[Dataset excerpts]
********************

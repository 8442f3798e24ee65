//! Request executor.
//!
//! One logical API call: bearer header injection, cookies always included,
//! defensive JSON decoding, canonical error shaping, and the 401 →
//! refresh → single replay protocol. The replay is an explicit bounded
//! loop over `Attempt` rather than recursion with a flag, so the
//! at-most-one-retry property is visible in the control flow.

use serde::Serialize;
use serde::de::DeserializeOwned;
use serde_json::Value;

use super::error::{ApiError, ApiResult, shape_error};
use super::refresh::refresh_access_token;
use super::token_store;

/// HTTP methods used by the dashboard.
#[derive(Debug, Clone, Copy, PartialEq, Eq, derive_more::Display)]
pub enum Method {
    #[display("GET")]
    Get,
    #[display("POST")]
    Post,
    #[display("PATCH")]
    Patch,
    #[display("DELETE")]
    Delete,
}

/// Replay state of one logical call.
#[derive(Debug, Clone, Copy, PartialEq, Eq)]
enum Attempt {
    Initial,
    Retried,
}

/// Status line and decoded body of one HTTP exchange.
pub(crate) struct RawResponse {
    pub status: u16,
    pub status_text: String,
    pub body: Value,
}

impl RawResponse {
    pub fn is_success(&self) -> bool {
        (200..300).contains(&self.status)
    }
}

pub async fn get<T: DeserializeOwned>(path: &str) -> ApiResult<T> {
    execute(Method::Get, path, None).await
}

pub async fn post<T: DeserializeOwned>(path: &str, body: &impl Serialize) -> ApiResult<T> {
    execute(Method::Post, path, Some(to_body(body)?)).await
}

pub async fn patch<T: DeserializeOwned>(path: &str, body: &impl Serialize) -> ApiResult<T> {
    execute(Method::Patch, path, Some(to_body(body)?)).await
}

pub async fn delete(path: &str) -> ApiResult<()> {
    // 204s have no body and some endpoints echo the deleted record; either
    // way the caller only cares that the call succeeded.
    let _: Value = execute(Method::Delete, path, None).await?;
    Ok(())
}

fn to_body(body: &impl Serialize) -> ApiResult<Value> {
    serde_json::to_value(body)
        .map_err(|e| ApiError::api("API_ERROR", format!("Unserializable request body: {e}")))
}

/// Perform one logical API call.
///
/// A 401 on the initial attempt hands control to the refresh coordinator;
/// on refresh success the call is replayed exactly once. A 401 on the
/// replay, or a failed refresh, tears the session down: the token store is
/// cleared and the browser is sent to the login route.
pub async fn execute<T: DeserializeOwned>(
    method: Method,
    path: &str,
    body: Option<Value>,
) -> ApiResult<T> {
    let mut attempt = Attempt::Initial;
    loop {
        // Network failures surface immediately; they are never retried here.
        let response = send(method, path, body.as_ref()).await?;

        if response.status == 401 {
            if attempt == Attempt::Initial && refresh_access_token().await {
                attempt = Attempt::Retried;
                continue;
            }
            token_store::clear();
            redirect_to_login();
            return Err(ApiError::Unauthorized);
        }

        if !response.is_success() {
            return Err(shape_error(
                response.status,
                &response.status_text,
                &response.body,
            ));
        }

        return decode(response.body);
    }
}

fn decode<T: DeserializeOwned>(body: Value) -> ApiResult<T> {
    serde_json::from_value(body)
        .map_err(|e| ApiError::api("API_ERROR", format!("Unexpected response body: {e}")))
}

/// Malformed or empty bodies must never crash a caller: empty text decodes
/// to `null`, unparseable text to an empty object, and the error message
/// then falls back to the HTTP status text.
pub(crate) fn parse_body(text: &str) -> Value {
    if text.trim().is_empty() {
        return Value::Null;
    }
    serde_json::from_str(text).unwrap_or_else(|_| Value::Object(Default::default()))
}

/// One HTTP exchange, no retry logic. Crate-visible so the logout call can
/// bypass the 401 protocol (a 401 there just means "already logged out").
#[cfg(not(feature = "ssr"))]
pub(crate) async fn send(
    method: Method,
    path: &str,
    body: Option<&Value>,
) -> Result<RawResponse, ApiError> {
    use gloo_net::http::Request;

    let url = crate::core::config::endpoint_url(path);
    let mut builder = match method {
        Method::Get => Request::get(&url),
        Method::Post => Request::post(&url),
        Method::Patch => Request::patch(&url),
        Method::Delete => Request::delete(&url),
    }
    // The backend also keeps refresh state in an HttpOnly cookie, so
    // credentials ride along with every call.
    .credentials(web_sys::RequestCredentials::Include);

    if let Some(token) = token_store::access_token() {
        builder = builder.header("Authorization", &format!("Bearer {token}"));
    }

    let request = match body {
        Some(json) => builder.json(json),
        None => builder.header("Content-Type", "application/json").build(),
    }
    .map_err(|e| ApiError::Network(e.to_string()))?;

    let response = request
        .send()
        .await
        .map_err(|e| ApiError::Network(e.to_string()))?;

    let status = response.status();
    let status_text = response.status_text();
    let text = response.text().await.unwrap_or_default();

    Ok(RawResponse {
        status,
        status_text,
        body: parse_body(&text),
    })
}

#[cfg(feature = "ssr")]
pub(crate) async fn send(
    method: Method,
    path: &str,
    body: Option<&Value>,
) -> Result<RawResponse, ApiError> {
    let _ = (method, path, body);
    Err(ApiError::Network(
        "API client is only available in the browser".to_string(),
    ))
}

/// One-time redirect to the login route once a session is irrecoverable.
#[cfg(not(feature = "ssr"))]
pub(crate) fn redirect_to_login() {
    if let Some(window) = web_sys::window() {
        let location = window.location();
        let on_login = location.pathname().map(|p| p == "/login").unwrap_or(false);
        if !on_login {
            let _ = location.replace("/login");
        }
    }
}

#[cfg(feature = "ssr")]
pub(crate) fn redirect_to_login() {}

#[cfg(test)]
mod tests {
    use super::*;
    use serde_json::json;

    #[test]
    fn test_method_display() {
        assert_eq!(Method::Get.to_string(), "GET");
        assert_eq!(Method::Patch.to_string(), "PATCH");
    }

    #[test]
    fn test_parse_body_valid_json() {
        assert_eq!(parse_body(r#"{"a": 1}"#), json!({ "a": 1 }));
        assert_eq!(parse_body("[1, 2]"), json!([1, 2]));
    }

    #[test]
    fn test_parse_body_empty_is_null() {
        assert_eq!(parse_body(""), Value::Null);
        assert_eq!(parse_body("   \n"), Value::Null);
    }

    #[test]
    fn test_parse_body_malformed_degrades_to_empty_object() {
        assert_eq!(parse_body("<html>502</html>"), json!({}));
    }

    #[test]
    fn test_decode_unit_from_empty_body() {
        // DELETE returns 204 with no body; `()` must decode from null.
        let decoded: ApiResult<()> = decode(Value::Null);
        assert!(decoded.is_ok());
    }

    #[test]
    fn test_decode_mismatch_is_api_error() {
        let decoded: ApiResult<Vec<String>> = decode(json!({ "not": "a list" }));
        let err = decoded.unwrap_err();
        assert_eq!(err.code(), "API_ERROR");
    }

    #[test]
    fn test_raw_response_success_range() {
        let ok = RawResponse {
            status: 204,
            status_text: String::new(),
            body: Value::Null,
        };
        assert!(ok.is_success());
        let not_ok = RawResponse {
            status: 302,
            status_text: String::new(),
            body: Value::Null,
        };
        assert!(!not_ok.is_success());
    }
}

********************

§ **Work to be completed**
Search the entries for the string "caller" and return each line where it turns up.

§ **Task solution**
    // way the caller only cares that the call succeeded.
/// Malformed or empty bodies must never crash a caller: empty text decodes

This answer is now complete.